_What to produce:_ Copy the entries exactly, through the "the config command." line.

+++ Data shown +++

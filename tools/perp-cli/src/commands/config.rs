//! Show the effective configuration.

use anyhow::Result;
use perp_core::LandingConfig;

use super::ConfigArgs;
use crate::context::Context;
use crate::output::ConfigReport;

/// Run the config command.
pub async fn run(args: ConfigArgs, ctx: &Context) -> Result<()> {
    let shown = displayed_config(&ctx.config, args.show_key);
    ctx.output.config_report(&ConfigReport {
        config: &shown,
        issues: ctx.config.backend.issues(),
    });
    Ok(())
}

/// The config as printed: the anon key is masked unless asked for.
fn displayed_config(config: &LandingConfig, show_key: bool) -> LandingConfig {
    let mut shown = config.clone();
    if !show_key {
        shown.backend.anon_key = config.backend.redacted_key();
    }
    shown
}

+++

_Exercise solution:_
filename tools/perp-cli/src/commands/config.rs
//! Show the effective configuration.

use anyhow::Result;
use perp_core::LandingConfig;

use super::ConfigArgs;
use crate::context::Context;
use crate::output::ConfigReport;

/// Run the config command.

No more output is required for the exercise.